Landowners vs. Sharecroppers
In his report, Smith describes the relationship between charters and districts as “akin to that of landowner and sharecropper, since the charters have no statutory or contractual right to property.”  

Financier wariness about charters was legitimate when the concept was new, but no longer, Smith said.

He cites research of 229 charter-school loans showing only one default, a 1 percent foreclosure rate in the past decade, and a favorable corporate debt default rate.

“[Leasing to charters] is a political nightmare for a lot of school systems because if you have a district that is anti-charter, they see this as a means to prohibit charters,” said Himanshu Kothari, a financier who has studied private loans for public schools.
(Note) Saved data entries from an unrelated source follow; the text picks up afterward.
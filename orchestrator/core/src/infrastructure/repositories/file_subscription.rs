// Copyright (c) 2026 100monkeys.ai
// SPDX-License-Identifier: AGPL-3.0

use async_trait::async_trait;
use parking_lot::RwLock;
use std::collections::BTreeMap;
use std::path::{Path, PathBuf};
use tokio::sync::Mutex;

use super::snapshot::{read_snapshot, write_snapshot};
use crate::domain::agent::AgentId;
use crate::domain::repository::{RepositoryError, SubscriptionRepository};
use crate::domain::subscription::{Subscription, SubscriptionId};

/// `subscriptions.store`: every change rewrites the full snapshot before the
/// in-memory copy is updated.
pub struct FileSubscriptionRepository {
    path: PathBuf,
    subscriptions: RwLock<BTreeMap<SubscriptionId, Subscription>>,
    writer: Mutex<()>,
}

impl FileSubscriptionRepository {
    pub async fn open(path: impl AsRef<Path>) -> Result<Self, RepositoryError> {
        let path = path.as_ref().to_path_buf();
        let stored: Vec<Subscription> = read_snapshot(&path).await?.unwrap_or_default();
        let subscriptions = stored.into_iter().map(|s| (s.subscription_id, s)).collect();
        Ok(Self {
            path,
            subscriptions: RwLock::new(subscriptions),
            writer: Mutex::new(()),
        })
    }

    async fn commit(&self, next: BTreeMap<SubscriptionId, Subscription>) -> Result<(), RepositoryError> {
        let snapshot: Vec<&Subscription> = next.values().collect();
        write_snapshot(&self.path, &snapshot).await?;
        *self.subscriptions.write() = next;
        Ok(())
    }
}

#[async_trait]
impl SubscriptionRepository for FileSubscriptionRepository {
    async fn save(&self, subscription: &Subscription) -> Result<(), RepositoryError> {
        let _guard = self.writer.lock().await;
        let mut next = self.subscriptions.read().clone();
        next.insert(subscription.subscription_id, subscription.clone());
        self.commit(next).await
    }

    async fn delete(&self, id: SubscriptionId) -> Result<bool, RepositoryError> {
        let _guard = self.writer.lock().await;
        let mut next = self.subscriptions.read().clone();
        if next.remove(&id).is_none() {
            return Ok(false);
        }
        self.commit(next).await?;
        Ok(true)
    }

    async fn delete_by_agent(&self, agent_id: &AgentId) -> Result<Vec<SubscriptionId>, RepositoryError> {
        let _guard = self.writer.lock().await;
        let mut next = self.subscriptions.read().clone();
        let removed: Vec<SubscriptionId> = next
            .values()
            .filter(|s| &s.agent_id == agent_id)
            .map(|s| s.subscription_id)
            .collect();
        if removed.is_empty() {
            return Ok(removed);
        }
        next.retain(|_, s| &s.agent_id != agent_id);
        self.commit(next).await?;
        Ok(removed)
    }

    async fn list_all(&self) -> Result<Vec<Subscription>, RepositoryError> {
        Ok(self.subscriptions.read().values().cloned().collect())
    }
}

#[cfg(test)]
mod tests {
    use super::*;
    use crate::domain::subscription::{SubscriptionOrigin, SubscriptionPattern};

    #[tokio::test]
    async fn test_snapshot_survives_reopen() {
        let dir = tempfile::tempdir().unwrap();
        let path = dir.path().join("subscriptions.store");
        let agent = AgentId::new("aa01");
        let keep = Subscription::new(agent.clone(), SubscriptionPattern::direct_message(&agent), SubscriptionOrigin::Default);
        let drop_me = Subscription::new(agent.clone(), SubscriptionPattern::file_changed("a.py"), SubscriptionOrigin::Default);
        {
            let repo = FileSubscriptionRepository::open(&path).await.unwrap();
            repo.save(&keep).await.unwrap();
            repo.save(&drop_me).await.unwrap();
            assert!(repo.delete(drop_me.subscription_id).await.unwrap());
        }

        let repo = FileSubscriptionRepository::open(&path).await.unwrap();
        assert_eq!(repo.list_all().await.unwrap(), vec![keep]);
        assert_eq!(repo.delete_by_agent(&agent).await.unwrap().len(), 1);
        assert!(!path.with_file_name("subscriptions.store.tmp").exists());
    }
}
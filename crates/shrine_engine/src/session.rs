//! In-memory state for one scan run.
//!
//! A [`ScanSession`] is owned by exactly one run, mutated by the
//! classifier and the retry queue, finalized once, and then handed to
//! the report builder. It is never persisted.

use chrono::{DateTime, Utc};
use serde::Serialize;
use std::time::Duration;

/// Kind of a terminal failure recorded in the error log.
#[derive(Debug, Clone, Copy, PartialEq, Eq, Serialize)]
pub enum ErrorKind {
    /// Ledger rejected the participant key.
    Validation,
    /// Ledger read/write failed.
    Ledger,
    /// Grant failed transiently and was queued for retry.
    Grant,
    /// Grant failed after exhausting the retry budget.
    GrantExhausted,
    /// Member could not be resolved during a retry round.
    UnknownMember,
}

impl ErrorKind {
    pub fn as_str(self) -> &'static str {
        match self {
            Self::Validation => "validation",
            Self::Ledger => "ledger",
            Self::Grant => "role-grant",
            Self::GrantExhausted => "role-grant-exhausted",
            Self::UnknownMember => "unknown-member",
        }
    }

    /// Grant-related kinds, listed together in the report.
    pub fn is_grant(self) -> bool {
        matches!(self, Self::Grant | Self::GrantExhausted)
    }
}

/// One structured error log entry.
#[derive(Debug, Clone, Serialize)]
pub struct ErrorEntry {
    pub timestamp: DateTime<Utc>,
    pub kind: ErrorKind,
    pub username: Option<String>,
    pub user_id: Option<String>,
    pub detail: String,
}

/// A user mentioned in a report listing.
#[derive(Debug, Clone, Serialize)]
pub struct UserRef {
    pub username: String,
    pub user_id: String,
}

/// Listing entry for a message that carried no sticker at all.
#[derive(Debug, Clone, Serialize)]
pub struct PlainMessageEntry {
    pub username: String,
    pub user_id: String,
    pub link: String,
    pub timestamp: DateTime<Utc>,
    pub excerpt: String,
}

/// Listing entry for a message whose stickers all missed the target.
#[derive(Debug, Clone, Serialize)]
pub struct NonMatchingEntry {
    pub username: String,
    pub user_id: String,
    pub link: String,
    pub sticker_ids: Vec<String>,
    pub timestamp: DateTime<Utc>,
}

/// Processing outcome of a message carrying the matching sticker.
#[derive(Debug, Clone, Copy, PartialEq, Eq, Serialize)]
pub enum MatchStatus {
    /// Tallied but not acted on (duplicate from an already handled user).
    Unprocessed,
    /// Drove a successful grant this run.
    Processed,
    /// Author was already granted in a previous run.
    AlreadyProcessed,
}

/// Listing entry for a message with the matching sticker.
#[derive(Debug, Clone, Serialize)]
pub struct MatchingEntry {
    pub username: String,
    pub user_id: String,
    pub link: String,
    pub timestamp: DateTime<Utc>,
    pub status: MatchStatus,
}

/// Counters and classified listings accumulated over one run.
#[derive(Debug, Default, Serialize)]
pub struct ScanSession {
    pub messages_scanned: u64,
    pub matching_stickers: u64,
    pub roles_assigned: u64,
    pub already_processed: u64,
    pub errors: u64,

    pub assigned_users: Vec<UserRef>,
    pub unknown_members: Vec<UserRef>,
    pub non_matching_stickers: Vec<NonMatchingEntry>,
    pub messages_without_stickers: Vec<PlainMessageEntry>,
    pub matching_sticker_messages: Vec<MatchingEntry>,
    pub error_log: Vec<ErrorEntry>,

    pub finished_at: Option<DateTime<Utc>>,
    #[serde(with = "duration_millis")]
    pub elapsed: Duration,
}

mod duration_millis {
    use serde::Serializer;
    use std::time::Duration;

    pub fn serialize<S: Serializer>(d: &Duration, s: S) -> Result<S::Ok, S::Error> {
        s.serialize_u128(d.as_millis())
    }
}

impl ScanSession {
    pub fn new() -> Self {
        Self::default()
    }

    /// Append a terminal failure to the error log and bump the counter.
    pub fn record_error(
        &mut self,
        kind: ErrorKind,
        user: Option<(&str, &str)>,
        detail: impl Into<String>,
    ) {
        self.errors += 1;
        self.error_log.push(ErrorEntry {
            timestamp: Utc::now(),
            kind,
            username: user.map(|(name, _)| name.to_string()),
            user_id: user.map(|(_, id)| id.to_string()),
            detail: detail.into(),
        });
    }

    /// Update the status of the matching entry for `(user_id, link)`.
    ///
    /// The earliest-encountered qualifying message per user is the one
    /// acted on, so the pair identifies at most one entry.
    pub fn set_match_status(&mut self, user_id: &str, link: &str, status: MatchStatus) {
        if let Some(entry) = self
            .matching_sticker_messages
            .iter_mut()
            .find(|e| e.user_id == user_id && e.link == link)
        {
            entry.status = status;
        }
    }

    /// Seal the session. Call exactly once, after the retry queue drains.
    pub fn finalize(&mut self, elapsed: Duration) {
        self.elapsed = elapsed;
        self.finished_at = Some(Utc::now());
    }

    /// Qualifying messages minus every accounted-for outcome. A positive
    /// gap is expected when users sent multiple qualifying messages.
    pub fn unaccounted_matches(&self) -> u64 {
        self.matching_stickers.saturating_sub(
            self.roles_assigned + self.already_processed + self.unknown_members.len() as u64,
        )
    }
}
‘Woefully Under-Serving’ Charters
Smith said passing early charter laws was such a struggle that “financing buildings was allowed to fall off the table.”

Even pro-charter states often do not know how poor their charter school financing and facilities laws are, said Ursula Wright, interim CEO of the National Alliance for Public Charter Schools.

“If you don’t know there’s a problem you don’t take action,” she said. “The vast majority of states in the country are woefully under-serving the charters in their jurisdiction by not understanding the facilities [issue].”

Best State Practices
California, Washington, DC, and Indiana currently have the most equitable charter facilities laws, she said.

Provisions in these high-ranking jurisdictions include: state grant and loan programs for charter school facilities; equal access to tax-exempt bonds; an exclusive charter school bonding authority; a mechanism to provide increased borrowing credit for charter facilities; and equal access to existing state facilities programs.

Indiana recently passed legislation requiring districts to share vacant or severely underused facilities with charters by either leasing or selling for $1 per year.

“That is pretty high stakes,” Wright said.

Florida prohibits stricter facility requirements for charters than for traditional schools. A new Texas law provides bond guarantees for charters. Newark, New Jersey passed a law to lease unused district buildings to charter schools.

Entering a long-term real-estate agreement with a charter remains risky for private investors because most do not have strong business models, Kothari said.


Learn more:
“Whose School Buildings Are They, Anyway?” Nelson Smith, Fall 2012: http://educationnext.org/whose-school-buildings-are-they-anyway/

Image by Wan Mohd.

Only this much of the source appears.